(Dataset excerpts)
------------------------------------------------------------
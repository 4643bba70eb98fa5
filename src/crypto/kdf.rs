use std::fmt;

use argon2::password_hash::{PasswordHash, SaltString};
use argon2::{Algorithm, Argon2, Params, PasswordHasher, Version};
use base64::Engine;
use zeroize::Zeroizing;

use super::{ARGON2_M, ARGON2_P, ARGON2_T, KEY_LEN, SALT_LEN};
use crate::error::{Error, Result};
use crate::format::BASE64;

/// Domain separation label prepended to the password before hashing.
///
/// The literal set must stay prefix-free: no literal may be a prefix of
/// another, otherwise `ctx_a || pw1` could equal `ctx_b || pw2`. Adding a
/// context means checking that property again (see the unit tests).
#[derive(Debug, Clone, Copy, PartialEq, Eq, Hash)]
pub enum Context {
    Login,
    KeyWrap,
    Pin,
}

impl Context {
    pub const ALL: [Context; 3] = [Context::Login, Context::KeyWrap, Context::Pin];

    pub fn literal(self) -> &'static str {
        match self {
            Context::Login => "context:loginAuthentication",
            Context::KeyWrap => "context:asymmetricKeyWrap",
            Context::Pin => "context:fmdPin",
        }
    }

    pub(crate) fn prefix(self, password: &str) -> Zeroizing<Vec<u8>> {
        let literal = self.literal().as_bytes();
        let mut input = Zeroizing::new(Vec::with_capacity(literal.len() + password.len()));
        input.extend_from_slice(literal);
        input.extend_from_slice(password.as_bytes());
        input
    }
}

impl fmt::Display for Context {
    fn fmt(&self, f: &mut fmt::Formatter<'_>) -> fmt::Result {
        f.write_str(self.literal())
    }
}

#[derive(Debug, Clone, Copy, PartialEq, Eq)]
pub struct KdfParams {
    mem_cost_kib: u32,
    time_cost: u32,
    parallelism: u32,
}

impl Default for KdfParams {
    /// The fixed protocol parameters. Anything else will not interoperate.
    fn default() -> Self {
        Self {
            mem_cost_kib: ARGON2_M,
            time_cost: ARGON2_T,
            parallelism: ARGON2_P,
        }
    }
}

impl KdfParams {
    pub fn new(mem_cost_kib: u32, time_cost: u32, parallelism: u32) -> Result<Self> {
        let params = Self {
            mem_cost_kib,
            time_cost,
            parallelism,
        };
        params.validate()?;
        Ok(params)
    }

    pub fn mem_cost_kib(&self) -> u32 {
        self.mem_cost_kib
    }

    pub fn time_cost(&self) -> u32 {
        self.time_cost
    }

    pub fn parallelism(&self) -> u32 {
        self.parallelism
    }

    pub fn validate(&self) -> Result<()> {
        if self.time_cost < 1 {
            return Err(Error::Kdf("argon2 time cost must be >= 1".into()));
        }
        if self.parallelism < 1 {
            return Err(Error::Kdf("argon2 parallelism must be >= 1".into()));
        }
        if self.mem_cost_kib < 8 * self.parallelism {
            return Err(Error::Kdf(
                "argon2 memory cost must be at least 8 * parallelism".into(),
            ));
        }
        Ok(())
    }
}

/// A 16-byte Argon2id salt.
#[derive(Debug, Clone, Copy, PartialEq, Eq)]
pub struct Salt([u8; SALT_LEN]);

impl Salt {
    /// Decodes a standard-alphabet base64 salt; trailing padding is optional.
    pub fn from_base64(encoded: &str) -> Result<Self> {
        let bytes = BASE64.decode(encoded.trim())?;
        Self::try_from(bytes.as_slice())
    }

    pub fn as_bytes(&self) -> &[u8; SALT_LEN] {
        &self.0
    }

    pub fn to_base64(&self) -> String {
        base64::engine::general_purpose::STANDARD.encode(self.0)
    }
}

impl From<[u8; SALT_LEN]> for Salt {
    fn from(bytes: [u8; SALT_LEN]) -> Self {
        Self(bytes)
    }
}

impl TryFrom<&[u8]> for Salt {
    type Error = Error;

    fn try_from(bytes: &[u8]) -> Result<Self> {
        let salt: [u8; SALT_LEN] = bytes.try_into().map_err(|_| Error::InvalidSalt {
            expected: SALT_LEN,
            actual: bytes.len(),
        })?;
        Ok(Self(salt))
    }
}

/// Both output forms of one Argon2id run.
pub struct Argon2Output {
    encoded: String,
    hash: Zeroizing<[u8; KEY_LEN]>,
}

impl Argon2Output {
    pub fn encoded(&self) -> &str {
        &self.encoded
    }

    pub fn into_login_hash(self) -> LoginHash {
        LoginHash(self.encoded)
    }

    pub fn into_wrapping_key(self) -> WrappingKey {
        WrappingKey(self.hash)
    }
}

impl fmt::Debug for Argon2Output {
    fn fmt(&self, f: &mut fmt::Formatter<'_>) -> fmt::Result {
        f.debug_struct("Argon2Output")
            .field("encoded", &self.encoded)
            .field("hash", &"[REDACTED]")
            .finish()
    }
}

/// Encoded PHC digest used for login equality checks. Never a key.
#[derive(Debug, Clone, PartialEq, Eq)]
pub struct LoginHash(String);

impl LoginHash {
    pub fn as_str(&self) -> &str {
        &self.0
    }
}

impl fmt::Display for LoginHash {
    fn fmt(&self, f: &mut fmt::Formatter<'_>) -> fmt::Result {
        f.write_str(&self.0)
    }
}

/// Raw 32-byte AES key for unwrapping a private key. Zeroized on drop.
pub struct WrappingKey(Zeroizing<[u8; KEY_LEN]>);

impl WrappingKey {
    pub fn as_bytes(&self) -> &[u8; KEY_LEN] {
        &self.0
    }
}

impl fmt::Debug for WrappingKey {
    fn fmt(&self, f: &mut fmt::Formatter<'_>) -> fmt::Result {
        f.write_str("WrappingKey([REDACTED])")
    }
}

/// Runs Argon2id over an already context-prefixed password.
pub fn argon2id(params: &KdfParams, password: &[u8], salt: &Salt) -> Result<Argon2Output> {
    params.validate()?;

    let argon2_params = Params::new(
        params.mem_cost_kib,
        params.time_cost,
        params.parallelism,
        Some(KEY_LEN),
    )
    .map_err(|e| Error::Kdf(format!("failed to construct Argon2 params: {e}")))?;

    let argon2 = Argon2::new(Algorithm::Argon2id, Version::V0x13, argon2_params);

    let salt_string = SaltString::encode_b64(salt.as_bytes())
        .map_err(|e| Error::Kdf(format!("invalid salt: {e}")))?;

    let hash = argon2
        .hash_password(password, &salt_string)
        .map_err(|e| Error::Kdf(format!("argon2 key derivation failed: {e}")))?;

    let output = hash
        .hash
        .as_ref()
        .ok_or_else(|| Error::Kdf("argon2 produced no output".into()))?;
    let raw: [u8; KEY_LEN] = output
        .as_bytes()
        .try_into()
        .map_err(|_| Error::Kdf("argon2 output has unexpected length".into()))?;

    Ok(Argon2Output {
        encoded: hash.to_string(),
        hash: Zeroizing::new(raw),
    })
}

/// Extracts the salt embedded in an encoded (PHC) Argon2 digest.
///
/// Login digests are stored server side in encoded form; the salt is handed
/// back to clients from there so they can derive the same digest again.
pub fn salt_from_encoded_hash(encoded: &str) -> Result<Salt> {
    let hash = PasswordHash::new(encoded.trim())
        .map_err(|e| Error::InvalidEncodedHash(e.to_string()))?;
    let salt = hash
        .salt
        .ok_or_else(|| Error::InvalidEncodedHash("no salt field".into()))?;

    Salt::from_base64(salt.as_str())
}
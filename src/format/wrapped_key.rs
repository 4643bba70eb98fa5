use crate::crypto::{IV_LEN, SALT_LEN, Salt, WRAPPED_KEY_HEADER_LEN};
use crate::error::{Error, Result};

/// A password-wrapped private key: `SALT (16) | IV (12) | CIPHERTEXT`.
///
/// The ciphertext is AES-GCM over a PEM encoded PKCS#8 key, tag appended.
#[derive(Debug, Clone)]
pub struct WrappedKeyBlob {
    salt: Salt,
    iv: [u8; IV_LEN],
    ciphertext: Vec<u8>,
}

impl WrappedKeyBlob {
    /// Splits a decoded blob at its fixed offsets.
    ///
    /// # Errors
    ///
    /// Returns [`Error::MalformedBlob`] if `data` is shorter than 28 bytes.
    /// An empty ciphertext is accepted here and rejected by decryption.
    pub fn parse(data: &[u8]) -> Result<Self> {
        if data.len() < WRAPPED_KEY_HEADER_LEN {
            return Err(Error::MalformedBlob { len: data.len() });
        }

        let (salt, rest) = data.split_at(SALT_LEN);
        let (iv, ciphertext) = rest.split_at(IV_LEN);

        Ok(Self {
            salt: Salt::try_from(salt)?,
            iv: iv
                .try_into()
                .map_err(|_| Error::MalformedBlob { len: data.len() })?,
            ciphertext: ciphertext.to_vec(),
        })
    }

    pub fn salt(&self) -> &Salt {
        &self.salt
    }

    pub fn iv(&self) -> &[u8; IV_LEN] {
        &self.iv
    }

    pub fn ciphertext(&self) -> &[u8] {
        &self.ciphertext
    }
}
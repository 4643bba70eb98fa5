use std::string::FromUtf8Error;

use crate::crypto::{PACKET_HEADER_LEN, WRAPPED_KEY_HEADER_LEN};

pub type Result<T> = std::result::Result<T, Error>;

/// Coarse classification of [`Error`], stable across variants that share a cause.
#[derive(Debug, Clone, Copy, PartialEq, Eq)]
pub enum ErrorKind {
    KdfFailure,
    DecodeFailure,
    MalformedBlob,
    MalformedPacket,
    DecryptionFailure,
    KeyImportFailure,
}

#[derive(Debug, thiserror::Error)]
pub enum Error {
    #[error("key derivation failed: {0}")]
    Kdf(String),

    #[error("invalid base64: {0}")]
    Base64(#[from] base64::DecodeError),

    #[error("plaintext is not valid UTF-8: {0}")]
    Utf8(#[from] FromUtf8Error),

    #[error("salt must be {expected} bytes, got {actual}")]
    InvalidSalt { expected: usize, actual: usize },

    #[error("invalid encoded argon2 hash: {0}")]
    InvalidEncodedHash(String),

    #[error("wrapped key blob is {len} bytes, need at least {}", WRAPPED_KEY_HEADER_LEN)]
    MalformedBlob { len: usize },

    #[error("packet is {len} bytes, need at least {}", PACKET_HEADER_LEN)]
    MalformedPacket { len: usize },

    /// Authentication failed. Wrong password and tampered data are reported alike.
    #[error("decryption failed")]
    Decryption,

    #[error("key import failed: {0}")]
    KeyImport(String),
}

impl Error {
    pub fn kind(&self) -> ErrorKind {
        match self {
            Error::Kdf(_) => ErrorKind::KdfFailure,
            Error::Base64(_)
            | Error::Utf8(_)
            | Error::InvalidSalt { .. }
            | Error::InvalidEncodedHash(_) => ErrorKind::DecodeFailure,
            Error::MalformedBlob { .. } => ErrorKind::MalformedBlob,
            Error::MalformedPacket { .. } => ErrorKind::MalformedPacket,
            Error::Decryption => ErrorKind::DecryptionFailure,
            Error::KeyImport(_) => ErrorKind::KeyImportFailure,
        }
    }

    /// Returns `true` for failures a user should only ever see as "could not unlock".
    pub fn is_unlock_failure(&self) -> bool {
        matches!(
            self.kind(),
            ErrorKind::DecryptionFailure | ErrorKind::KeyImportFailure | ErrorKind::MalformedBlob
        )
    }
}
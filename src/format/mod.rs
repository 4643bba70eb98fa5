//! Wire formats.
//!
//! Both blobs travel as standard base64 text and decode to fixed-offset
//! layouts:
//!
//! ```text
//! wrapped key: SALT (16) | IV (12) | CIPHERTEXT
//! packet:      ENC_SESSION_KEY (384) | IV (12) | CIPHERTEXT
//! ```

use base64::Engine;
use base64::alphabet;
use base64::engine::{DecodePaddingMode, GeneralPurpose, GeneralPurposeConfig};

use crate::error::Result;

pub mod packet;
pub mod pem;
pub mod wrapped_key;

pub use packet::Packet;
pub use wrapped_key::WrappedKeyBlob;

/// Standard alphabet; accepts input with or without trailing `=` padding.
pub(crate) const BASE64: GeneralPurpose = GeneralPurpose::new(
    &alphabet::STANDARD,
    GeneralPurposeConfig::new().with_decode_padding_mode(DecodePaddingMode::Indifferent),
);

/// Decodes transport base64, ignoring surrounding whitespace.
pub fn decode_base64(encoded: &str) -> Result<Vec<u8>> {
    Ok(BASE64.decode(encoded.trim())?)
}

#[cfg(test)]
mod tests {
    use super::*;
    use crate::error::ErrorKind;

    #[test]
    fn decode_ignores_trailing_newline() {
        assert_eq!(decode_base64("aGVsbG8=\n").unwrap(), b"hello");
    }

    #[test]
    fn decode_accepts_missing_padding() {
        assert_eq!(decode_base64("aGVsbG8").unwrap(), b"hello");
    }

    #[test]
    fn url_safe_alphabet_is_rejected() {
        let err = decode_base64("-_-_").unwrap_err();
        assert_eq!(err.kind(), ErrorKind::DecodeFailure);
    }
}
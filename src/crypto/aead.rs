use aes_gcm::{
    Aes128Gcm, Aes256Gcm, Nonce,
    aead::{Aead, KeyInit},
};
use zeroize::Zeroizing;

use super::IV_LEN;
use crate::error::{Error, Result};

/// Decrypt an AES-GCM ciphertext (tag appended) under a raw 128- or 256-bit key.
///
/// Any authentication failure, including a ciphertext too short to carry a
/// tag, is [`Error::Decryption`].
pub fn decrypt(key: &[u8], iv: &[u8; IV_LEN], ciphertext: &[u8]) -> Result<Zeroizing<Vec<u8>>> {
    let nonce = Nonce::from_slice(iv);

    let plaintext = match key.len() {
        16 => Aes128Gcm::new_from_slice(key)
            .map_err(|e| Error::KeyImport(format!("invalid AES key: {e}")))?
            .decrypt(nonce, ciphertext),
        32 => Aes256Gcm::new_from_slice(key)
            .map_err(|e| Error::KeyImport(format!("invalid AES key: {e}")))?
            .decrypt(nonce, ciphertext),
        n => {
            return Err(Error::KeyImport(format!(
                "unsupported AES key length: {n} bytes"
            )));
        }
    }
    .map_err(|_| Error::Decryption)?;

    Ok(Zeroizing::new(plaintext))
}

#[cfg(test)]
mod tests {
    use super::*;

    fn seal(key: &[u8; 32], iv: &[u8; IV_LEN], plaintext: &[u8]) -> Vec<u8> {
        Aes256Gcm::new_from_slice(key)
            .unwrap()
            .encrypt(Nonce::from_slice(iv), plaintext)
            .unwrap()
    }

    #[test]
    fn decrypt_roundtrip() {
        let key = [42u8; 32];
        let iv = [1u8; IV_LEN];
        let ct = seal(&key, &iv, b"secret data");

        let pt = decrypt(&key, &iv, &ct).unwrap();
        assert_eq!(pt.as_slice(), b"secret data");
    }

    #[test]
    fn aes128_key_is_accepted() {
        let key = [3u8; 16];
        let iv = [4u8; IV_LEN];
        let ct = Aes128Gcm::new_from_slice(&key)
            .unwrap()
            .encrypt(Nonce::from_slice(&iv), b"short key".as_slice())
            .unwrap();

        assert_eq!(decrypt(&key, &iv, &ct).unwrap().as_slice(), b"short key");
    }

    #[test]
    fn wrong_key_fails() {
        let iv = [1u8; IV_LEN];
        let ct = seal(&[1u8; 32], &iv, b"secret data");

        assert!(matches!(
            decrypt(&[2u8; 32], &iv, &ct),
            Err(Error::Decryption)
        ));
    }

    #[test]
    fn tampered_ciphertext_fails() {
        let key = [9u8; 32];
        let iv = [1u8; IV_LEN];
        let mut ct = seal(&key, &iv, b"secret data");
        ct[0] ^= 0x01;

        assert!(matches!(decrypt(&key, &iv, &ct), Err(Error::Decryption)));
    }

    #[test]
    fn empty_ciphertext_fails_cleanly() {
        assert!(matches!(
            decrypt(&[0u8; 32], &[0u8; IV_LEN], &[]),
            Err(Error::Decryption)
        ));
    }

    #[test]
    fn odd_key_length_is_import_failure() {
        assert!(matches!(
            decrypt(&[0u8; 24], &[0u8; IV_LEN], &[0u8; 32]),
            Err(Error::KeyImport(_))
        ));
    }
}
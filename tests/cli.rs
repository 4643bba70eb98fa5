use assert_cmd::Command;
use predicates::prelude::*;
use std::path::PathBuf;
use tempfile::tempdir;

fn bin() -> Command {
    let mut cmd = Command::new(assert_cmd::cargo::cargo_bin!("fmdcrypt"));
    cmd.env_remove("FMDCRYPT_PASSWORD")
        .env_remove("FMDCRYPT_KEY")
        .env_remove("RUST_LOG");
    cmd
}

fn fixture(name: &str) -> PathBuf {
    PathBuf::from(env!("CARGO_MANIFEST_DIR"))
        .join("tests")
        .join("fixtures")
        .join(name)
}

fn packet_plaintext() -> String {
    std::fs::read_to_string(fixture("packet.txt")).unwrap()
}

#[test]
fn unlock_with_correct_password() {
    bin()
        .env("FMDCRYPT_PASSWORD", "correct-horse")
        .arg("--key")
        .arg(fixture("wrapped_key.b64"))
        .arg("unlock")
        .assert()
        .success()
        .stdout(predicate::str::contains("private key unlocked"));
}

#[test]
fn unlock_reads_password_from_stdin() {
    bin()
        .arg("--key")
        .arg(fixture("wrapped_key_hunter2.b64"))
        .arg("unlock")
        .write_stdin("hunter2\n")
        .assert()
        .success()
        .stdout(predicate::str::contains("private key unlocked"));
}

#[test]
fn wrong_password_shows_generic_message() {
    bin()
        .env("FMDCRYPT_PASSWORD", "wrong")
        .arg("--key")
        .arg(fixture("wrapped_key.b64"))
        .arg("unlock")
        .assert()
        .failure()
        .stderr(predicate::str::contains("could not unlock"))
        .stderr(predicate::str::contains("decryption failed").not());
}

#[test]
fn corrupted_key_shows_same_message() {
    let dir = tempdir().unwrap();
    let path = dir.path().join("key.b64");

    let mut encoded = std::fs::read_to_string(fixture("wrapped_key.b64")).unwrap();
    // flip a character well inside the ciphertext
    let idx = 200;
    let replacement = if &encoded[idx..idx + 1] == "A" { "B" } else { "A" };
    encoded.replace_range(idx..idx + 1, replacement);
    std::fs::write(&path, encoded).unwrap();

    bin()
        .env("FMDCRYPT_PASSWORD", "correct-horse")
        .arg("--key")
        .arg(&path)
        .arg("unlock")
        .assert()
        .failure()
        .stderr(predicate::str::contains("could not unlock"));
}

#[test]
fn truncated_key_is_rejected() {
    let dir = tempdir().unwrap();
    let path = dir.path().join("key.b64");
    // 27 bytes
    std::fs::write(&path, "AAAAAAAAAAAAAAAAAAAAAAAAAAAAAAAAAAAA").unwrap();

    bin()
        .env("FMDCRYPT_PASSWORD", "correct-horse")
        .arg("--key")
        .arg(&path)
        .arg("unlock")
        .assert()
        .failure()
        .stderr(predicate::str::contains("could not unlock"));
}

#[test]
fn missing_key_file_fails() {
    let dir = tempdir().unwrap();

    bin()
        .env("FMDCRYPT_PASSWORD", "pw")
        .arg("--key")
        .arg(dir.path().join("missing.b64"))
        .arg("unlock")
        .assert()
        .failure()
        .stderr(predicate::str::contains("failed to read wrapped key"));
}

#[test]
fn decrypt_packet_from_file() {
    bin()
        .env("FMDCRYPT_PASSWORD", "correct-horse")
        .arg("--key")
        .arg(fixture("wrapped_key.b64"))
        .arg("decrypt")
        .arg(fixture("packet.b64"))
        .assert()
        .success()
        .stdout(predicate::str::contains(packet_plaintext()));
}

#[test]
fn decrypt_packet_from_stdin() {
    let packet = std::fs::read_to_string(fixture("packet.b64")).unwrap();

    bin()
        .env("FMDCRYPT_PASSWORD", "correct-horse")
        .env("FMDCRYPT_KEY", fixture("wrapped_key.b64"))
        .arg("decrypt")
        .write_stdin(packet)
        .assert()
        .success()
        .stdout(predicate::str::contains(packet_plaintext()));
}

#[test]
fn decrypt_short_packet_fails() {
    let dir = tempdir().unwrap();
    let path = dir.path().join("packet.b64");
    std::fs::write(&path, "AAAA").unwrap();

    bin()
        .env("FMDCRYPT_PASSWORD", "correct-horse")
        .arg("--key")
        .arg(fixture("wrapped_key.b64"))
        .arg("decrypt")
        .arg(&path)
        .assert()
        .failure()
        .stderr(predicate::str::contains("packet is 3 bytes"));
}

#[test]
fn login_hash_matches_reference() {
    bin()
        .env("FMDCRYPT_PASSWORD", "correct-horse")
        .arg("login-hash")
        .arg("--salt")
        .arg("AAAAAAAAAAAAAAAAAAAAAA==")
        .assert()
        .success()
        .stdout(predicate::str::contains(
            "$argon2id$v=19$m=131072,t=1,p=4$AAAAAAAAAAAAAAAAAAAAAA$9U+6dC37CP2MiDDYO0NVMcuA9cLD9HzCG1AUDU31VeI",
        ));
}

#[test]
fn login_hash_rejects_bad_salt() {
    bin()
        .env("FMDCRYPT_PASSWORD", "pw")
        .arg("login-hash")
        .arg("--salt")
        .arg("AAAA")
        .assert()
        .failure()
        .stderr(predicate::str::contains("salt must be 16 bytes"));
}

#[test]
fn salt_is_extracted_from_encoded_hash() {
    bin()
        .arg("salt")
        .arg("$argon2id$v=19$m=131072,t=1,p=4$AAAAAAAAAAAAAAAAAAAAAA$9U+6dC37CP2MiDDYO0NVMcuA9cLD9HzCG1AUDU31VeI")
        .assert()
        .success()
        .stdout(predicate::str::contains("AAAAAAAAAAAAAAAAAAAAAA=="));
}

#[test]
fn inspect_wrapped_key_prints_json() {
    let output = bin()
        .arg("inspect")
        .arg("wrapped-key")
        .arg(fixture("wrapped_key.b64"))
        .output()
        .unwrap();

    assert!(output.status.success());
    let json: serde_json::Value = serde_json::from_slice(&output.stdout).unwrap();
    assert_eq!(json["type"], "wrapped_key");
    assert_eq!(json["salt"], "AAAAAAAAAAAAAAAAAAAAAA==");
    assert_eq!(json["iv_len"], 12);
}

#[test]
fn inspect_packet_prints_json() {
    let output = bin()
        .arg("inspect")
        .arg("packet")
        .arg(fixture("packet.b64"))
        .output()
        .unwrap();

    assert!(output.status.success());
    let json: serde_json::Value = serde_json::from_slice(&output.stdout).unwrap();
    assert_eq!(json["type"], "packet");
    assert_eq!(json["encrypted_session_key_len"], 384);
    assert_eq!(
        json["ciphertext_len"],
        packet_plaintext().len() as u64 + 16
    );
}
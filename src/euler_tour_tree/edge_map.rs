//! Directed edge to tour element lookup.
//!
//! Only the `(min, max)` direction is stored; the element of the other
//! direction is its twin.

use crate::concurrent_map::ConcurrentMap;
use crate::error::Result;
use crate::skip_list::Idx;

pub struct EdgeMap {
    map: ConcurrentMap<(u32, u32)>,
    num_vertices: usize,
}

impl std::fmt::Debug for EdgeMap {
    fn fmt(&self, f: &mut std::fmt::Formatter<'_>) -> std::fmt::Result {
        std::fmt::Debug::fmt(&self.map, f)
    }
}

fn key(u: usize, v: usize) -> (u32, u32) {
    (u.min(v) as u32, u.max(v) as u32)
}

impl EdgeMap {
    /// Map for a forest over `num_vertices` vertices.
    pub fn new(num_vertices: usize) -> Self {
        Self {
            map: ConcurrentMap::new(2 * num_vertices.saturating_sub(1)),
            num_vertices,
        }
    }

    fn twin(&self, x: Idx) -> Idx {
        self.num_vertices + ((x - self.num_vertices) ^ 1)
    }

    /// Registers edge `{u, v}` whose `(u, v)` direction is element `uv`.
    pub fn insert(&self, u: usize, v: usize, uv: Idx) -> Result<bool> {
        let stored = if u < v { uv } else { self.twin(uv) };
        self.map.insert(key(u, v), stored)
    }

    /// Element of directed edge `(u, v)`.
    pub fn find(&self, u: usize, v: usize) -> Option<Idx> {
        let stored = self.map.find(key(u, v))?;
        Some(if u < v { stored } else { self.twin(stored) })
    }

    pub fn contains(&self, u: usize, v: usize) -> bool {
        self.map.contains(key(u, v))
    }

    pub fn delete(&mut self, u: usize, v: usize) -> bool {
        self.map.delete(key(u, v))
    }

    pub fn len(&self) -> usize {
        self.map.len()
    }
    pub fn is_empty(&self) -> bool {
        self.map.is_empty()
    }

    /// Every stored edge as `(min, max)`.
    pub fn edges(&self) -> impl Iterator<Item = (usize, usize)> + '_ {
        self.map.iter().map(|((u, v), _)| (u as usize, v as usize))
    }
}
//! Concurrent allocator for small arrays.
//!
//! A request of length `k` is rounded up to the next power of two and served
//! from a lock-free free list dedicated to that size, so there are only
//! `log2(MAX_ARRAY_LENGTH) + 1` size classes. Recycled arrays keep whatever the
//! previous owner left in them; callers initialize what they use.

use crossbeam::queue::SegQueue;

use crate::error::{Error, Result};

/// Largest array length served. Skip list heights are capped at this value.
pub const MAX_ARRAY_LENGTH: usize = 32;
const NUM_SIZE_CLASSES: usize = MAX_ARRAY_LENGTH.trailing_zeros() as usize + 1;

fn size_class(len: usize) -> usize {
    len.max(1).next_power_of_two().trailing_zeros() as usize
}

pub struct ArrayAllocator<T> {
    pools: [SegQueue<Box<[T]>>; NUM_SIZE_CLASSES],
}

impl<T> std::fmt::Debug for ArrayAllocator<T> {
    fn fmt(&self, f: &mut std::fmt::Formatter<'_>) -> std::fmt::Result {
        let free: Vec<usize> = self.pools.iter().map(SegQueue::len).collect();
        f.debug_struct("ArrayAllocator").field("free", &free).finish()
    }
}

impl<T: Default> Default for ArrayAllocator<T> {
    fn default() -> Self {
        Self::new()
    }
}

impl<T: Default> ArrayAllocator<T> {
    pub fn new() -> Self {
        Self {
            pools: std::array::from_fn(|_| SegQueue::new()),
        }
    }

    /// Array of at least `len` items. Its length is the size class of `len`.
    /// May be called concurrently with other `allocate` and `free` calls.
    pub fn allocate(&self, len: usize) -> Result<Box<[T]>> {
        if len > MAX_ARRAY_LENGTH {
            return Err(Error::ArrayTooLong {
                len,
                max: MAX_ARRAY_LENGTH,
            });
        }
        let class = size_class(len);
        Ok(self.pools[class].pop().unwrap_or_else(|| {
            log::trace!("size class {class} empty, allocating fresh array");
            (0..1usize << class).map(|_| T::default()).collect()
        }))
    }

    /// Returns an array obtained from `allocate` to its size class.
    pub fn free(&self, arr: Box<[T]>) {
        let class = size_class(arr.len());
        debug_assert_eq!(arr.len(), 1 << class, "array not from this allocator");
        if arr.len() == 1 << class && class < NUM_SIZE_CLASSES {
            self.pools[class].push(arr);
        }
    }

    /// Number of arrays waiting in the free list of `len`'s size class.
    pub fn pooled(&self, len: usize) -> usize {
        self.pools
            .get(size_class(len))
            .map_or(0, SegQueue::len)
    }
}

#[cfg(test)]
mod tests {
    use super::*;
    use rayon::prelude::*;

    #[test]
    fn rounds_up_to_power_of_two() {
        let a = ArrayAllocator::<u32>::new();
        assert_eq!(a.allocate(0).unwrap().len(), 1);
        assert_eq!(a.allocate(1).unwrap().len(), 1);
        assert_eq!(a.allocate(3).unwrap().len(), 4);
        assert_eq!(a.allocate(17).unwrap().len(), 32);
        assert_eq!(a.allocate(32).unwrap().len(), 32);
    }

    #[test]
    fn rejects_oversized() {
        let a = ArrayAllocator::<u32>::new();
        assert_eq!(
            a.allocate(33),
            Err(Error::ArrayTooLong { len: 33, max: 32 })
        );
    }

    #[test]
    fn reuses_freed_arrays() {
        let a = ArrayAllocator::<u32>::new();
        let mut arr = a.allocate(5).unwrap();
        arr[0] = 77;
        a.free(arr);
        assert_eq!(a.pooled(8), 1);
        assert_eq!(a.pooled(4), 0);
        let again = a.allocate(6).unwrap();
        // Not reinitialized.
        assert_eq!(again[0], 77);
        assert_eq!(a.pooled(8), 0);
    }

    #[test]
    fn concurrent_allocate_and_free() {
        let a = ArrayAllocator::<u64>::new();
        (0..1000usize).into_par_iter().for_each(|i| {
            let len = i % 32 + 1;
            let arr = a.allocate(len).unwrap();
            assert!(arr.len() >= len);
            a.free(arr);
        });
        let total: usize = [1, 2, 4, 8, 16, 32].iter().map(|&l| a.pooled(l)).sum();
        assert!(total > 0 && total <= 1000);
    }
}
------------------------------------------------------------
What you should do: Each line above with the word "SegQueue" needs to be copied.

Written response:
use crossbeam::queue::SegQueue;
    pools: [SegQueue<Box<[T]>>; NUM_SIZE_CLASSES],
        let free: Vec<usize> = self.pools.iter().map(SegQueue::len).collect();
            pools: std::array::from_fn(|_| SegQueue::new()),
            .map_or(0, SegQueue::len)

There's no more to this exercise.